Co więcej, zmiany technologiczne, genetyczne i zarządcze, które zaszły w amerykańskim rolnictwie w ciągu ostatnich 70 lat sprawiły, że produkcja zwierzęca stała się bardziej wydajna i mniej wymagająca emisji gazów cieplarnianych. Według statystycznej bazy danych FAO całkowita bezpośrednia emisja gazów cieplarnianych z zwierząt gospodarskich w USA zmniejszyła się o 11,3 procent od 1961 r., podczas gdy produkcja mięsa zwierząt gospodarskich wzrosła ponad dwukrotnie.
popyt na mięso rośnie w gospodarkach rozwijających się i wschodzących, z Bliskim Wschodem, Afryką Północną i Azją Południowo-Wschodnią na czele. Jednak spożycie mięsa na mieszkańca w tych regionach pozostaje w tyle niż w krajach rozwiniętych. W 2015 r. średnie roczne spożycie mięsa na mieszkańca w krajach rozwiniętych wyniosło 92 kilogramy, w porównaniu do 24 kilogramów na Bliskim Wschodzie i w Afryce Północnej oraz 18 kilogramów w Azji Południowo-Wschodniej.

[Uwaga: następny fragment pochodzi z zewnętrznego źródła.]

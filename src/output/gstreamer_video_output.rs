// 该文件是 Lubiao （路标） 项目的一部分。
// src/output/gstreamer_video_output.rs - GStreamer 视频文件输出
//
// 本文件根据 Apache 许可证第 2.0 版（以下简称“许可证”）授权使用；
// 除非遵守该许可证条款，否则您不得使用本文件。
// 您可通过以下网址获取许可证副本：
// http://www.apache.org/licenses/LICENSE-2.0
// 除非适用法律要求或书面同意，根据本许可协议分发的软件均按“原样”提供，
// 不附带任何形式的明示或暗示的保证或条件。
// 有关许可权限与限制的具体条款，请参阅本许可协议。
//
// Copyright (C) 2026 Johann Li <me@qinka.pro>, Wareless Group

//! # GStreamer 视频文件输出模块
//!
//! 使用 `avenc_mpeg4`（mp4v）编码，容器由扩展名决定：
//!
//! - **.mp4** - `mp4mux`
//! - **.mov** - `qtmux`
//! - **.avi** - `avimux`
//!
//! 其它扩展名按 MP4 处理。管道在写入第一帧时创建，尺寸取第一帧的尺寸。

use std::path::{Path, PathBuf};

use gstreamer::{self as gst, prelude::*};
use gstreamer_app as gst_app;
use tracing::{error, info, warn};

use crate::{
  frame::RgbFrame,
  output::{FrameWriter, VIDEO_FPS, VideoOutputError, conform_frame},
};

fn muxer_for(path: &Path) -> &'static str {
  match path
    .extension()
    .and_then(|e| e.to_str())
    .map(|e| e.to_ascii_lowercase())
    .as_deref()
  {
    Some("mov") => "qtmux",
    Some("avi") => "avimux",
    _ => "mp4mux",
  }
}

fn pipeline_description(path: &Path) -> String {
  format!(
    "appsrc name=src ! videoconvert ! avenc_mpeg4 ! {} ! filesink location=\"{}\"",
    muxer_for(path),
    path.display()
  )
}

struct Pipeline {
  pipeline: gst::Pipeline,
  appsrc: gst_app::AppSrc,
  width: u32,
  height: u32,
}

pub struct GStreamerVideoOutput {
  path: PathBuf,
  fps: u64,
  pipeline: Option<Pipeline>,
  frame_count: u64,
}

impl GStreamerVideoOutput {
  pub fn new(path: impl Into<PathBuf>) -> Self {
    GStreamerVideoOutput {
      path: path.into(),
      fps: VIDEO_FPS as u64,
      pipeline: None,
      frame_count: 0,
    }
  }

  pub fn path(&self) -> &Path {
    &self.path
  }

  fn start_pipeline(&self, width: u32, height: u32) -> Result<Pipeline, VideoOutputError> {
    gst::init()?;

    if let Some(parent) = self.path.parent()
      && !parent.as_os_str().is_empty()
    {
      std::fs::create_dir_all(parent)?;
    }

    let description = pipeline_description(&self.path);
    info!("创建视频输出管道: {}", description);

    let pipeline = gst::parse::launch(&description)?
      .downcast::<gst::Pipeline>()
      .map_err(|_| VideoOutputError::PipelineError("无法创建管道".to_string()))?;

    let appsrc = pipeline
      .by_name("src")
      .ok_or_else(|| VideoOutputError::PipelineError("无法获取 appsrc 元素".to_string()))?
      .downcast::<gst_app::AppSrc>()
      .map_err(|_| VideoOutputError::PipelineError("无法转换为 appsrc".to_string()))?;

    let caps = gst::Caps::builder("video/x-raw")
      .field("format", "RGB")
      .field("width", width as i32)
      .field("height", height as i32)
      .field("framerate", gst::Fraction::new(self.fps as i32, 1))
      .build();
    appsrc.set_caps(Some(&caps));
    appsrc.set_format(gst::Format::Time);

    pipeline.set_state(gst::State::Playing)?;
    info!(
      "视频输出已初始化: {}x{} @ {} fps -> {}",
      width,
      height,
      self.fps,
      self.path.display()
    );

    Ok(Pipeline {
      pipeline,
      appsrc,
      width,
      height,
    })
  }

  fn push(&self, appsrc: &gst_app::AppSrc, data: &[u8]) -> Result<(), VideoOutputError> {
    let mut buffer = gst::Buffer::from_mut_slice(data.to_vec());
    let frame_ns = 1_000_000_000 / self.fps;
    {
      let buffer_ref = buffer
        .get_mut()
        .ok_or_else(|| VideoOutputError::PipelineError("缓冲区不可写".to_string()))?;
      buffer_ref.set_pts(gst::ClockTime::from_nseconds(self.frame_count * frame_ns));
      buffer_ref.set_duration(gst::ClockTime::from_nseconds(frame_ns));
    }

    appsrc
      .push_buffer(buffer)
      .map_err(|e| VideoOutputError::PipelineError(format!("推送缓冲区失败: {:?}", e)))?;
    Ok(())
  }
}

impl FrameWriter for GStreamerVideoOutput {
  type Error = VideoOutputError;

  fn write_frame(&mut self, frame: &RgbFrame) -> Result<(), Self::Error> {
    if self.pipeline.is_none() {
      self.pipeline = Some(self.start_pipeline(frame.width(), frame.height())?);
    }
    let Some(pipeline) = self.pipeline.as_ref() else {
      return Err(VideoOutputError::PipelineError("管道未启动".to_string()));
    };

    let resized = conform_frame(frame, pipeline.width, pipeline.height);
    let data = resized.as_ref().unwrap_or(frame).as_nhwc();
    self.push(&pipeline.appsrc, data)?;
    self.frame_count += 1;
    Ok(())
  }

  fn release(mut self) -> Result<(), Self::Error> {
    let Some(Pipeline {
      pipeline, appsrc, ..
    }) = self.pipeline.take()
    else {
      info!("没有帧可以编码为视频，跳过编码过程");
      return Ok(());
    };

    appsrc
      .end_of_stream()
      .map_err(|e| VideoOutputError::PipelineError(format!("发送 EOS 失败: {:?}", e)))?;

    // 等待 muxer 写完文件尾
    let mut outcome = Ok(());
    if let Some(bus) = pipeline.bus() {
      for msg in bus.iter_timed(gst::ClockTime::NONE) {
        match msg.view() {
          gst::MessageView::Eos(..) => break,
          gst::MessageView::Error(err) => {
            error!("GStreamer 编码错误: {}", err.error());
            outcome = Err(VideoOutputError::EncodingError(err.error().to_string()));
            break;
          }
          _ => {}
        }
      }
    }

    if let Err(e) = pipeline.set_state(gst::State::Null) {
      warn!("无法停止视频输出管道: {}", e);
    }

    if outcome.is_ok() {
      info!(
        "视频已保存到文件: {} ({} 帧)",
        self.path.display(),
        self.frame_count
      );
    }
    outcome
  }
}

impl Drop for GStreamerVideoOutput {
  fn drop(&mut self) {
    if let Some(Pipeline {
      pipeline, appsrc, ..
    }) = self.pipeline.take()
    {
      let _ = appsrc.end_of_stream();
      if let Err(e) = pipeline.set_state(gst::State::Null) {
        warn!("无法停止视频输出管道: {}", e);
      }
    }
  }
}

#[cfg(test)]
mod tests {
  use super::*;

  #[test]
  fn container_follows_extension() {
    assert_eq!(muxer_for(Path::new("result_a.mp4")), "mp4mux");
    assert_eq!(muxer_for(Path::new("result_a.MOV")), "qtmux");
    assert_eq!(muxer_for(Path::new("result_a.avi")), "avimux");
    assert_eq!(muxer_for(Path::new("result_a.mkv")), "mp4mux");
  }

  #[test]
  fn pipeline_encodes_mpeg4() {
    let desc = pipeline_description(Path::new("/tmp/result_a.avi"));
    assert!(desc.contains("avenc_mpeg4 ! avimux"));
    assert!(desc.ends_with("location=\"/tmp/result_a.avi\""));
  }
}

mimo to, biorąc pod uwagę przewidywany wzrost liczby ludności w krajach rozwijających się, kraje takie jak Stany Zjednoczone z pewnością będą miały okazję do wprowadzenia na rynek zrównoważonych praktyk chowu zwierząt.

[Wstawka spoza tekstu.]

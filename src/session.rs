// 该文件是 Lubiao （路标） 项目的一部分。
// src/session.rs - 会话
//
// 本文件根据 Apache 许可证第 2.0 版（以下简称“许可证”）授权使用；
// 除非遵守该许可证条款，否则您不得使用本文件。
// 您可通过以下网址获取许可证副本：
// http://www.apache.org/licenses/LICENSE-2.0
// 除非适用法律要求或书面同意，根据本许可协议分发的软件均按“原样”提供，
// 不附带任何形式的明示或暗示的保证或条件。
// 有关许可权限与限制的具体条款，请参阅本许可协议。
//
// Copyright (C) 2026 Johann Li <me@qinka.pro>, Wareless Group

//! 会话
//!
//! [`Session`] 在启动时创建一次，持有模型、播报器、视频后端和运行目录根。
//! 每个上传文件是一次独立的交互，拥有自己的临时目录，[`Interaction`] 析构时删除。

use std::error::Error as StdError;
use std::path::{Path, PathBuf};

use chrono::{DateTime, Local};
use serde::Serialize;
use thiserror::Error;
use tracing::{info, warn};

use crate::{
  detect::{DetectError, DetectedLabelSet, DetectionRunner, ImageReport, MissingOutputArtifact, VideoReport},
  frame::RgbFrame,
  input::{FfmpegVideoInput, InputError, MediaKind, UploadedArtifact, VideoInputError},
  model::{DetectResult, Model},
  output::{FfmpegVideoOutput, FrameWriter, RunsRoot, VideoOutputError, draw::Draw},
  speech::Announcer,
};

#[cfg(feature = "gstreamer_video")]
use crate::{input::GStreamerVideoInput, output::GStreamerVideoOutput};

#[derive(Error, Debug)]
pub enum SessionError {
  #[error("Unsupported file format! ({0})")]
  UnsupportedFormat(String),
  #[error("输入错误: {0}")]
  Input(InputError),
  #[error("检测错误: {0}")]
  Detect(#[from] DetectError),
  #[error("I/O 错误: {0}")]
  Io(#[from] std::io::Error),
  #[error(transparent)]
  MissingOutput(#[from] MissingOutputArtifact),
}

impl From<InputError> for SessionError {
  fn from(e: InputError) -> Self {
    match e {
      InputError::UnsupportedFormat(name) => SessionError::UnsupportedFormat(name),
      e => SessionError::Input(e),
    }
  }
}

/// 视频读写的实现方式
pub trait VideoBackend {
  type Source: Iterator<Item = RgbFrame>;
  type Writer: FrameWriter;

  fn open_source(&self, path: &Path) -> Result<Self::Source, VideoInputError>;

  /// 写入器在第一帧到达时才真正创建文件
  fn create_writer(&self, path: &Path) -> Self::Writer;
}

#[derive(Debug, Default, Clone, Copy)]
pub struct FfmpegBackend;

impl VideoBackend for FfmpegBackend {
  type Source = FfmpegVideoInput;
  type Writer = FfmpegVideoOutput;

  fn open_source(&self, path: &Path) -> Result<Self::Source, VideoInputError> {
    FfmpegVideoInput::open(path)
  }

  fn create_writer(&self, path: &Path) -> Self::Writer {
    FfmpegVideoOutput::new(path)
  }
}

#[cfg(feature = "gstreamer_video")]
#[derive(Debug, Default, Clone, Copy)]
pub struct GStreamerBackend;

#[cfg(feature = "gstreamer_video")]
impl VideoBackend for GStreamerBackend {
  type Source = GStreamerVideoInput;
  type Writer = GStreamerVideoOutput;

  fn open_source(&self, path: &Path) -> Result<Self::Source, VideoInputError> {
    GStreamerVideoInput::open(path)
  }

  fn create_writer(&self, path: &Path) -> Self::Writer {
    GStreamerVideoOutput::new(path)
  }
}

pub enum VideoBackendWrapper {
  Ffmpeg(FfmpegBackend),
  #[cfg(feature = "gstreamer_video")]
  GStreamer(GStreamerBackend),
}

pub enum VideoSourceWrapper {
  Ffmpeg(FfmpegVideoInput),
  #[cfg(feature = "gstreamer_video")]
  GStreamer(GStreamerVideoInput),
}

pub enum VideoWriterWrapper {
  Ffmpeg(FfmpegVideoOutput),
  #[cfg(feature = "gstreamer_video")]
  GStreamer(GStreamerVideoOutput),
}

impl Iterator for VideoSourceWrapper {
  type Item = RgbFrame;

  fn next(&mut self) -> Option<Self::Item> {
    match self {
      VideoSourceWrapper::Ffmpeg(source) => source.next(),
      #[cfg(feature = "gstreamer_video")]
      VideoSourceWrapper::GStreamer(source) => source.next(),
    }
  }
}

impl FrameWriter for VideoWriterWrapper {
  type Error = VideoOutputError;

  fn write_frame(&mut self, frame: &RgbFrame) -> Result<(), Self::Error> {
    match self {
      VideoWriterWrapper::Ffmpeg(writer) => writer.write_frame(frame),
      #[cfg(feature = "gstreamer_video")]
      VideoWriterWrapper::GStreamer(writer) => writer.write_frame(frame),
    }
  }

  fn release(self) -> Result<(), Self::Error> {
    match self {
      VideoWriterWrapper::Ffmpeg(writer) => writer.release(),
      #[cfg(feature = "gstreamer_video")]
      VideoWriterWrapper::GStreamer(writer) => writer.release(),
    }
  }
}

impl VideoBackend for VideoBackendWrapper {
  type Source = VideoSourceWrapper;
  type Writer = VideoWriterWrapper;

  fn open_source(&self, path: &Path) -> Result<Self::Source, VideoInputError> {
    match self {
      VideoBackendWrapper::Ffmpeg(backend) => backend.open_source(path).map(VideoSourceWrapper::Ffmpeg),
      #[cfg(feature = "gstreamer_video")]
      VideoBackendWrapper::GStreamer(backend) => {
        backend.open_source(path).map(VideoSourceWrapper::GStreamer)
      }
    }
  }

  fn create_writer(&self, path: &Path) -> Self::Writer {
    match self {
      VideoBackendWrapper::Ffmpeg(backend) => VideoWriterWrapper::Ffmpeg(backend.create_writer(path)),
      #[cfg(feature = "gstreamer_video")]
      VideoBackendWrapper::GStreamer(backend) => {
        VideoWriterWrapper::GStreamer(backend.create_writer(path))
      }
    }
  }
}

#[derive(Debug, Clone, Serialize)]
#[serde(tag = "mode", rename_all = "lowercase")]
pub enum InteractionReport {
  Image(ImageReport),
  Video(VideoReport),
}

impl InteractionReport {
  pub fn summary(&self) -> &str {
    match self {
      InteractionReport::Image(report) => &report.summary,
      InteractionReport::Video(report) => &report.summary,
    }
  }

  pub fn labels(&self) -> &DetectedLabelSet {
    match self {
      InteractionReport::Image(report) => &report.labels,
      InteractionReport::Video(report) => &report.labels,
    }
  }

  /// 结果文件；图像模式下标注图像缺失、或视频没有任何帧时返回错误
  pub fn result_path(&self) -> Result<&Path, MissingOutputArtifact> {
    match self {
      InteractionReport::Image(report) => report.annotated(),
      InteractionReport::Video(report) if report.output_video.is_file() => Ok(&report.output_video),
      InteractionReport::Video(report) => Err(MissingOutputArtifact(report.output_video.clone())),
    }
  }
}

/// 一次交互的结果；上传文件及视频结果所在的临时目录随它一起删除
#[derive(Debug, Serialize)]
pub struct Interaction {
  pub created_at: DateTime<Local>,
  pub upload: String,
  pub kind: MediaKind,
  pub report: InteractionReport,
  #[serde(skip)]
  artifact: UploadedArtifact,
}

impl Interaction {
  pub fn artifact(&self) -> &UploadedArtifact {
    &self.artifact
  }

  /// 把结果文件复制到 `dir`，返回新路径
  pub fn export(&self, dir: impl AsRef<Path>) -> Result<PathBuf, SessionError> {
    let source = self.report.result_path()?;
    let dir = dir.as_ref();
    std::fs::create_dir_all(dir)?;

    let name = source
      .file_name()
      .map(PathBuf::from)
      .unwrap_or_else(|| PathBuf::from(self.artifact.name()));
    let target = dir.join(name);
    std::fs::copy(source, &target)?;
    info!("导出结果文件: {}", target.display());
    Ok(target)
  }
}

pub struct Session<M, A, V> {
  model: M,
  announcer: A,
  video: V,
  runs: RunsRoot,
  draw: Draw,
}

impl<M, A, V> Session<M, A, V> {
  pub fn new(model: M, announcer: A, video: V, runs: RunsRoot, draw: Draw) -> Self {
    Session {
      model,
      announcer,
      video,
      runs,
      draw,
    }
  }

  pub fn model(&self) -> &M {
    &self.model
  }

  pub fn announcer(&self) -> &A {
    &self.announcer
  }
}

impl<M, A, V> Session<M, A, V>
where
  M: Model<Input = RgbFrame, Output = DetectResult>,
  M::Error: StdError + Send + Sync + 'static,
  A: Announcer,
  V: VideoBackend,
  <V::Writer as FrameWriter>::Error: StdError + Send + Sync + 'static,
{

  /// 处理本地文件；格式不支持时不会调用模型、不会播报、也不会写任何文件
  pub fn handle_upload(&self, path: impl AsRef<Path>) -> Result<Interaction, SessionError> {
    let artifact = UploadedArtifact::materialize(path)?;
    self.process(artifact)
  }

  /// 处理内存中的上传内容
  pub fn handle_bytes(&self, name: &str, bytes: &[u8]) -> Result<Interaction, SessionError> {
    let artifact = UploadedArtifact::from_bytes(name, bytes)?;
    self.process(artifact)
  }

  fn process(&self, artifact: UploadedArtifact) -> Result<Interaction, SessionError> {
    let created_at = Local::now();
    let runner = DetectionRunner::new(&self.model, &self.announcer, &self.draw);

    let report = match artifact.kind() {
      MediaKind::Image => InteractionReport::Image(runner.run_image(&artifact, &self.runs)?),
      MediaKind::Video => {
        let output_video = artifact.result_path();
        // 打不开的视频按空帧流处理
        let source = match self.video.open_source(artifact.path()) {
          Ok(source) => Some(source),
          Err(e) => {
            warn!("无法读取视频 {}: {}", artifact.name(), e);
            None
          }
        };
        let writer = self.video.create_writer(&output_video);
        InteractionReport::Video(runner.run_video(
          source.into_iter().flatten(),
          writer,
          &output_video,
        )?)
      }
    };

    Ok(Interaction {
      created_at,
      upload: artifact.name().to_string(),
      kind: artifact.kind(),
      report,
      artifact,
    })
  }
}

wartość rolnictwa dla zwierząt
rolnictwo w niewielkim stopniu obniżyłoby krajowe emisje gazów cieplarnianych, ale utrudniłoby również zaspokajanie potrzeb żywieniowych. Wielu krytyków rolnictwa zwierzęcego szybko zauważa, że gdyby rolnicy hodowali tylko rośliny, mogliby wyprodukować więcej funtów żywności i więcej kalorii na osobę. Ale ludzie potrzebują również wielu niezbędnych mikro-i makroelementów dla dobrego zdrowia.
trudno postawić przekonujący argument, że Stany Zjednoczone mają deficyt kalorii, biorąc pod uwagę wysokie krajowe wskaźniki otyłości dorosłych i dzieci. Co więcej, nie wszystkie części roślin są jadalne lub pożądane. Hodowla zwierząt jest sposobem na dodanie wartości odżywczej i ekonomicznej do rolnictwa roślin.
jako przykład, energia w roślinach, którą zużywa zwierzę, jest najczęściej zawarta w celulozie, która jest niestrawna dla ludzi i wielu innych ssaków. Ale krowy, owce i inne przeżuwacze mogą rozkładać celulozę i uwalniać energię słoneczną zawartą w tym ogromnym zasobie. Według FAO, aż 70 procent wszystkich gruntów rolnych na świecie to tereny zasięgu, które mogą być wykorzystywane tylko jako pastwiska dla zwierząt gospodarskich przeżuwaczy.
obecnie przewiduje się, że populacja na świecie osiągnie 9.8 miliardów ludzi do 2050 roku. Karmienie tak wielu ludzi spowoduje ogromne wyzwania. Mięso jest bardziej gęste w stosunku do składników odżywczych w porcji niż opcje wegetariańskie, a zwierzęta przeżuwające w dużej mierze rozwijają się na paszy, która nie jest odpowiednia dla ludzi. Hodowla zwierząt gospodarskich oferuje również bardzo potrzebne dochody drobnym rolnikom w krajach rozwijających się. Na całym świecie hodowla zapewnia utrzymanie miliardowi ludzi.
zmiany klimatyczne wymagają pilnej uwagi, a przemysł hodowlany ma duży ogólny wpływ na środowisko, który wpływa na powietrze, wodę i ziemię. W połączeniu z szybko rosnącą populacją na świecie dają nam wiele przekonujących powodów do dalszej pracy na rzecz większej wydajności w rolnictwie zwierzęcym. Myślę, że trzeba zacząć od faktów opartych na nauce.